Caroline County Board of Supervisors Approves 1 Cent Tax Increase/Correction

2 Cent Tax Increase Proposal Fails

Summery: The Caroline County Board of Supervisors approved a one cent tax increase this evening, which was little more than an adjustment to their 1 cent tax decrease last year. The initial real estate assessment projection indicated that Real Estate values would go up 1 cent, so to keep their budget revenue neutral, the Board of Supervisors lowered our tax one cent, to 82 cents, in 2016. Unfortunately, the initial assessments were incorrect. Instead of keeping taxes revenue neutral, county residents actually received a 1 cent tax decrease. Tonight’s vote simply corrected that mistake.

However, this 1 cent tax increase (correction) did not come without serious debate amongst our Board Members. This debate was instructive for residents looking to understand the politics of our politics. Below, I will introduce you to each of our Supervisor’s approach and thoughts regarding taxes in Caroline County.

Mr. Floyd Thomas (Mattaponi District): Mr. Thomas pointed out that our County Administrator, Mr. Charles Cully, has done a remarkable job keeping county expenditure low and underestimating revenues. Underestimating revenues is extremely important in budgeting, as we have never spent more on expenses than we took in through revenue. This means that, unlike many other counties, Caroline County enjoys budget surpluses at the end of each fiscal year, as opposed to budget deficits. These budget surpluses allow the county to use left over cash for capital projects, for our schools, and for infrastructure payments that do not require financing more debt.

Mr. Thomas pointed out that if we’re continuously running budget surpluses that there would be no need for a 2 cent tax increase. Mr. Thomas voted against both the 2 cent tax increase proposal and the 1 cent tax release proposal, arguing that we can do everything Mr. Cully’s budget proposes without taking more of the taxpayer’s money. Mr. Thomas believes that our county is still in good shape and reminded the board that he had stayed in touch with the County’s financial advisers. Mr. Thomas also pointed out that many Caroline residents are still struggling from the Great Recession. “When America catches a cold”, he quipped, “rural America gets pneumonia” – yet another reason why raising our taxes as we continue to recover is wrong.

Mr. Clay Forehand (Madison District): Mr. Forehand supported a 2 cent tax increase, arguing that while budget surpluses have been consistent, the amount of those surpluses is on a downward trend. With the budget increasing expenditures by over 3 million dollars, a tax increase would be necessary for continuing to have the financial cushion required to deal with unanticipated needs and crises. Mr. Forehand pointed out that we have a Fire and EMS emergency that must be addressed, that we must find a way to incentivize volunteers and to hire permanent staff, as well as addressing necessary increases in salaries for our school and administrative employees.

Mr.

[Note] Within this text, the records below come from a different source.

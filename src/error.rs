#[cfg(feature = "live")]
use std::sync::mpsc::RecvError;

use thiserror::Error;

#[derive(Debug, Error)]
pub enum ChizuError {
    #[error("Unknown task '{0}'")]
    UnknownTask(String),

    #[error("Task '{0}':\n{1}")]
    Task(String, anyhow::Error),

    #[error("Cycle detected in task graph at '{0}'")]
    Cycle(String),

    #[error("Couldn't read profile from '{0}'.\n{1}")]
    Profile(String, anyhow::Error),

    #[cfg(feature = "live")]
    #[error("Error while watching for file changes:\n{0}")]
    Watch(#[from] WatchError),

    #[error(transparent)]
    Other(#[from] anyhow::Error),
}

/// Errors raised while deleting the output directories.
#[derive(Debug, Error)]
pub enum CleanError {
    #[error("Couldn't remove '{0}'.\n{1}")]
    Remove(String, std::io::Error),

    #[error("Couldn't create '{0}'.\n{1}")]
    Create(String, std::io::Error),
}

/// Errors that can occur when compiling stylesheets.
#[derive(Debug, Error)]
pub enum StyleError {
    #[error("IO error: {0}")]
    Io(#[from] std::io::Error),

    #[error("Sass compilation error in '{0}': {1}")]
    Sass(String, Box<grass::Error>),

    #[error("Couldn't compile glob pattern.\n{0}")]
    GlobPattern(#[from] glob::PatternError),

    #[error("Couldn't run glob.\n{0}")]
    Glob(#[from] glob::GlobError),

    #[error("Couldn't convert path to UTF-8.\n{0}")]
    PathFormat(#[from] camino::FromPathBufError),

    #[error("Couldn't serialize source map.\n{0}")]
    SourceMap(#[from] serde_json::Error),
}

/// Errors that can occur when compiling templates.
#[derive(Debug, Error)]
pub enum TemplateError {
    #[error("IO error: {0}")]
    Io(#[from] std::io::Error),

    #[error("Template '{0}':\n{1:#}")]
    Render(String, minijinja::Error),

    #[error("Couldn't compile glob pattern.\n{0}")]
    GlobPattern(#[from] glob::PatternError),

    #[error("Couldn't run glob.\n{0}")]
    Glob(#[from] glob::GlobError),

    #[error("Couldn't convert path to UTF-8.\n{0}")]
    PathFormat(#[from] camino::FromPathBufError),
}

/// Errors raised while copying static assets or vendor files.
#[derive(Debug, Error)]
pub enum CopyError {
    #[error("Couldn't copy '{0}'.\n{1}")]
    Io(String, std::io::Error),

    #[error("Couldn't read package manifest '{0}'.\n{1}")]
    Manifest(String, anyhow::Error),

    #[error("Couldn't compile glob pattern.\n{0}")]
    GlobPattern(#[from] glob::PatternError),

    #[error("Couldn't run glob.\n{0}")]
    Glob(#[from] glob::GlobError),

    #[error("Couldn't convert path to UTF-8.\n{0}")]
    PathFormat(#[from] camino::FromPathBufError),
}

/// Errors raised while fingerprinting or externalizing output files.
#[derive(Debug, Error)]
pub enum RewriteError {
    #[error("IO error on '{0}': {1}")]
    Io(String, std::io::Error),

    #[error("Couldn't compile glob pattern.\n{0}")]
    GlobPattern(#[from] glob::PatternError),

    #[error("Couldn't run glob.\n{0}")]
    Glob(#[from] glob::GlobError),

    #[error("Couldn't convert path to UTF-8.\n{0}")]
    PathFormat(#[from] camino::FromPathBufError),

    #[error("Couldn't write manifest.\n{0}")]
    Manifest(#[from] serde_json::Error),
}

#[cfg(feature = "live")]
#[derive(Debug, Error)]
pub enum WatchError {
    #[error("Couldn't bind the live-reload socket.\n{0}")]
    Bind(std::io::Error),

    #[error(transparent)]
    Io(#[from] std::io::Error),

    #[error(transparent)]
    Notify(#[from] notify::Error),

    #[error(transparent)]
    Recv(#[from] RecvError),

    #[error(transparent)]
    Pattern(#[from] glob::PatternError),

    #[error("Couldn't resolve watched path '{0}'")]
    Resolve(String),
}

/// Errors produced when fetching the GeoJSON document for a map.
#[derive(Debug, Error, Clone, PartialEq)]
pub enum FetchError {
    #[error("Server responded with status {0}")]
    Status(u16),

    #[error("Network error: {0}")]
    Network(String),

    #[error("Malformed GeoJSON: {0}")]
    Parse(String),
}
//! The subset of GeoJSON the listing map reads.

use serde::{Deserialize, Deserializer, Serialize};
use serde_json::Value;

#[derive(Debug, Clone, Default, Deserialize, Serialize)]
pub struct FeatureCollection {
    #[serde(default)]
    pub features: Vec<Feature>,
}

#[derive(Debug, Clone, Deserialize, Serialize)]
pub struct Feature {
    #[serde(default)]
    pub geometry: Option<Geometry>,
    #[serde(default, deserialize_with = "nullable")]
    pub properties: Properties,
}

/// A position as written in GeoJSON, `[longitude, latitude, ...]`.
pub type Position = Vec<f64>;

#[derive(Debug, Clone, PartialEq, Deserialize, Serialize)]
#[serde(tag = "type")]
pub enum Geometry {
    Point {
        coordinates: Position,
    },
    LineString {
        coordinates: Vec<Position>,
    },
    /// Any geometry the map does not render.
    #[serde(other)]
    Other,
}

/// Every property is optional, rendering only looks at which are present.
/// A value of an unexpected type never fails the document: strings accept
/// any scalar, numbers accept numeric strings and drop anything else.
#[derive(Debug, Clone, Default, PartialEq, Deserialize, Serialize)]
#[serde(default)]
pub struct Properties {
    /// Shared with the listing UI, numbers are read as their decimal text.
    #[serde(deserialize_with = "text")]
    pub id: Option<String>,
    #[serde(deserialize_with = "text")]
    pub name: Option<String>,
    #[serde(deserialize_with = "text")]
    pub link: Option<String>,
    #[serde(deserialize_with = "text")]
    pub about: Option<String>,
    #[serde(deserialize_with = "text")]
    pub address: Option<String>,
    #[serde(deserialize_with = "text")]
    pub email: Option<String>,
    #[serde(deserialize_with = "text")]
    pub phone: Option<String>,
    #[serde(deserialize_with = "text")]
    pub url: Option<String>,
    pub price: Option<Value>,
    #[serde(deserialize_with = "number")]
    pub stars: Option<f64>,
    #[serde(deserialize_with = "text")]
    pub image: Option<String>,
    #[serde(deserialize_with = "text")]
    pub marker: Option<String>,
    #[serde(rename = "isActive", deserialize_with = "truthy")]
    pub is_active: bool,
    #[serde(deserialize_with = "text")]
    pub stroke: Option<String>,
    #[serde(rename = "stroke-width", deserialize_with = "number")]
    pub stroke_width: Option<f64>,
    #[serde(rename = "stroke-opacity", deserialize_with = "number")]
    pub stroke_opacity: Option<f64>,
    #[serde(deserialize_with = "text")]
    pub fill: Option<String>,
    #[serde(rename = "fill-opacity", deserialize_with = "number")]
    pub fill_opacity: Option<f64>,
}

fn filled(value: &Option<String>) -> bool {
    value.as_deref().is_some_and(|s| !s.is_empty())
}

impl Properties {
    /// Whether any property a popup can show is present.
    pub fn is_descriptive(&self) -> bool {
        [
            &self.name,
            &self.about,
            &self.address,
            &self.email,
            &self.phone,
            &self.url,
            &self.image,
        ]
        .into_iter()
        .any(filled)
            || self.price_text().is_some_and(|p| !p.is_empty())
            || self.stars.is_some_and(|s| s != 0.0)
    }

    /// The price the way it is printed in tooltips and popups. Falsy
    /// prices (`0`, `false`, `""`) are treated as missing.
    pub fn price_text(&self) -> Option<String> {
        match self.price.as_ref()? {
            Value::Null | Value::Bool(false) => None,
            Value::String(s) if s.is_empty() => None,
            Value::Number(n) if n.as_f64() == Some(0.0) => None,
            Value::String(s) => Some(s.clone()),
            other => Some(other.to_string()),
        }
    }
}

fn nullable<'de, D, T>(deserializer: D) -> Result<T, D::Error>
where
    D: Deserializer<'de>,
    T: Default + Deserialize<'de>,
{
    Ok(Option::<T>::deserialize(deserializer)?.unwrap_or_default())
}

fn text<'de, D>(deserializer: D) -> Result<Option<String>, D::Error>
where
    D: Deserializer<'de>,
{
    Ok(match Option::<Value>::deserialize(deserializer)? {
        None | Some(Value::Null) => None,
        Some(Value::String(s)) => Some(s),
        Some(other) => Some(other.to_string()),
    })
}

fn number<'de, D>(deserializer: D) -> Result<Option<f64>, D::Error>
where
    D: Deserializer<'de>,
{
    Ok(match Option::<Value>::deserialize(deserializer)? {
        Some(Value::Number(n)) => n.as_f64(),
        Some(Value::String(s)) => s.trim().parse().ok(),
        _ => None,
    })
}

fn truthy<'de, D>(deserializer: D) -> Result<bool, D::Error>
where
    D: Deserializer<'de>,
{
    Ok(match Value::deserialize(deserializer)? {
        Value::Null => false,
        Value::Bool(b) => b,
        Value::Number(n) => n.as_f64().is_some_and(|n| n != 0.0),
        Value::String(s) => !s.is_empty(),
        Value::Array(_) | Value::Object(_) => true,
    })
}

Forehand is looking to the future and pointed out that there are expensive projects that we know are coming in the future and argued for preparing for those expenses now, instead of waiting for them to hit before we react. Mr. Forehand pointed out that the county can no longer leverage future debt. All of our county buildings are currently being used as collateral on current loans (which is pretty scary I must say). Mr. Forehand argued that a 2 cent tax increase would prepare us for the future and would prevent future tax increases down the road. He pointed out that Caroline County doesn’t have a lot of fluff and there are very few areas where we can afford to cut, because there simply isn’t a great deal of wasteful spending in the county. This is most certainly true.

Mr. Forehand also pointed out that, in just 5 years, our primary water system will be 70 thousand gallons short. Mr. Forehand, looking down the road, sees real problems (really expensive problems) that will need to be addressed. Do we want to get ahead of those costs, or do we want sticker shock when they hit us all of a sudden?

Mr. Jeff Sili (Bowling Green District): Mr. Sili approached the issue of tax increases and budgetary spending from the perspective of our county’s propensity to finance its expenditures through debt. We went into debt over the YMCA. We went into debt over the Ladysmith library. If we keep financing projects where much of the real cost occurs down the road, in the interest we pay on that debt, then we’ll never be able to afford to fund the most pressing needs of our county.

Mr. Sili pointed out that if residents are wondering where the money for schools is going, that it is going to pay the interest on our utility debt.

However, Mr. Sili agreed with Supervisor Forehand regarding the crisis facing our Fire and EMS services. He pointed out that last year there were 72 unanswered calls. If you have a fire or a medical emergency and you call 911 for help…72 times that help didn’t arrive last year. We need firefighters and we need to incentivize volunteers. Mr. Sili pointed out that raising taxes on folks on fixed incomes wouldn’t serve their interests and proposed voting for a 1 cent tax correction, as opposed to the 2 cent tax increase.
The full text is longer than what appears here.